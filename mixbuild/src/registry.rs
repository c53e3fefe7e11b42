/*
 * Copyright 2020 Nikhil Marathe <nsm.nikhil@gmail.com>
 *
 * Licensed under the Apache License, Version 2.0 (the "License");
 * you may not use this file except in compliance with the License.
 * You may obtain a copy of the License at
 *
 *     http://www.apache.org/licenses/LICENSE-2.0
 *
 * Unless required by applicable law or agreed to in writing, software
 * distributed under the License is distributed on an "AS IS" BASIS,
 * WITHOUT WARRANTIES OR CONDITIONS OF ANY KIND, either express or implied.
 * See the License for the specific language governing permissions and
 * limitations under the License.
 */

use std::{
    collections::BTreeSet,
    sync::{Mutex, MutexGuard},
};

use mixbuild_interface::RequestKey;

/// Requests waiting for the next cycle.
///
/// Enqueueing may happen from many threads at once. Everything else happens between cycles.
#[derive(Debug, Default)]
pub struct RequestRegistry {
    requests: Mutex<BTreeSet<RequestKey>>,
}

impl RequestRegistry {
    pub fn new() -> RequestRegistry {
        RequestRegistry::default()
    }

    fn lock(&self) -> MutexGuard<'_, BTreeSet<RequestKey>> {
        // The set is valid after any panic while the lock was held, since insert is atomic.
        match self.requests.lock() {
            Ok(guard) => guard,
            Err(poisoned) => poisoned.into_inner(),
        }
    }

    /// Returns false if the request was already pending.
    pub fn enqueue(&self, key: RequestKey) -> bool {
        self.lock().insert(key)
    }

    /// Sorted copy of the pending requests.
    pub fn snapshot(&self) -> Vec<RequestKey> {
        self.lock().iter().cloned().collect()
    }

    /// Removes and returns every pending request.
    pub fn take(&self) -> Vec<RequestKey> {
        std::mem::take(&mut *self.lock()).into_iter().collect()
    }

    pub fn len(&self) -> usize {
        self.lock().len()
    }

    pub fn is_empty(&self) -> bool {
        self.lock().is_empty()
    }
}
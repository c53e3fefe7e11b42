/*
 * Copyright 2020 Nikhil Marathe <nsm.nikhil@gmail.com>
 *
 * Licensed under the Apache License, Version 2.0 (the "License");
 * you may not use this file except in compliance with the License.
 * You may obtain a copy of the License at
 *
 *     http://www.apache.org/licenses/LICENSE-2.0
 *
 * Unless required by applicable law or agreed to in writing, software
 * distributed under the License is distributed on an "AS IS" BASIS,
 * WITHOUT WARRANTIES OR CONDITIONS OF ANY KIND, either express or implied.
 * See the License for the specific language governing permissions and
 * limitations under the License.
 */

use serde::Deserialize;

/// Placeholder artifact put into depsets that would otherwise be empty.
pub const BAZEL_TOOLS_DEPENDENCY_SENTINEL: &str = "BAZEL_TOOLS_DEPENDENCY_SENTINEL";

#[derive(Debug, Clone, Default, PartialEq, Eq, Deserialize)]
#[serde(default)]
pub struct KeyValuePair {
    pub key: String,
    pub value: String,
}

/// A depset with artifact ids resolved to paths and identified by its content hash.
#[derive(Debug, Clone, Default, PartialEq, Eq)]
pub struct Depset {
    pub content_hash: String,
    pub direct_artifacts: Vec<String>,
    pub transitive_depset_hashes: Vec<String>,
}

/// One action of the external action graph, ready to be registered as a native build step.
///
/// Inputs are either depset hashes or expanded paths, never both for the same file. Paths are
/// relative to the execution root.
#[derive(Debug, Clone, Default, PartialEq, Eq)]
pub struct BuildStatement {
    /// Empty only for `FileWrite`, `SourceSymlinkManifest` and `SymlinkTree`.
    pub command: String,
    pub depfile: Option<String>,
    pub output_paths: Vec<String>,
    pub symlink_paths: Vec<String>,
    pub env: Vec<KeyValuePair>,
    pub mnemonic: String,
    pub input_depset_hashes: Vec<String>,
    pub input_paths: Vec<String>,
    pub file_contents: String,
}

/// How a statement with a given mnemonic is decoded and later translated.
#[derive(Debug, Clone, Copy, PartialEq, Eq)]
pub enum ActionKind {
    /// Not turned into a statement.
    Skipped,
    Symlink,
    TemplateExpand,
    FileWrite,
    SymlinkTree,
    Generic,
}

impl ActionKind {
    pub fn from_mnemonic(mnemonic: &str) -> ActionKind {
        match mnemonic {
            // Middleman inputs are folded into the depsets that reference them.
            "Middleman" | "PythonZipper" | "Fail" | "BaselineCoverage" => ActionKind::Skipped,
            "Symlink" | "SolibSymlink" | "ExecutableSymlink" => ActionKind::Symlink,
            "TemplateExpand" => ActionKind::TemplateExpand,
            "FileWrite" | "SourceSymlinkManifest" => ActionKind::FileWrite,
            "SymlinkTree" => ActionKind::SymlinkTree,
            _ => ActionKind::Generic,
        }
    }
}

**About this exercise:** Look for the string "RequestRegistry" in the records, and copy every line where it is found.

**Expected answer:**
pub struct RequestRegistry {
impl RequestRegistry {
    pub fn new() -> RequestRegistry {
        RequestRegistry::default()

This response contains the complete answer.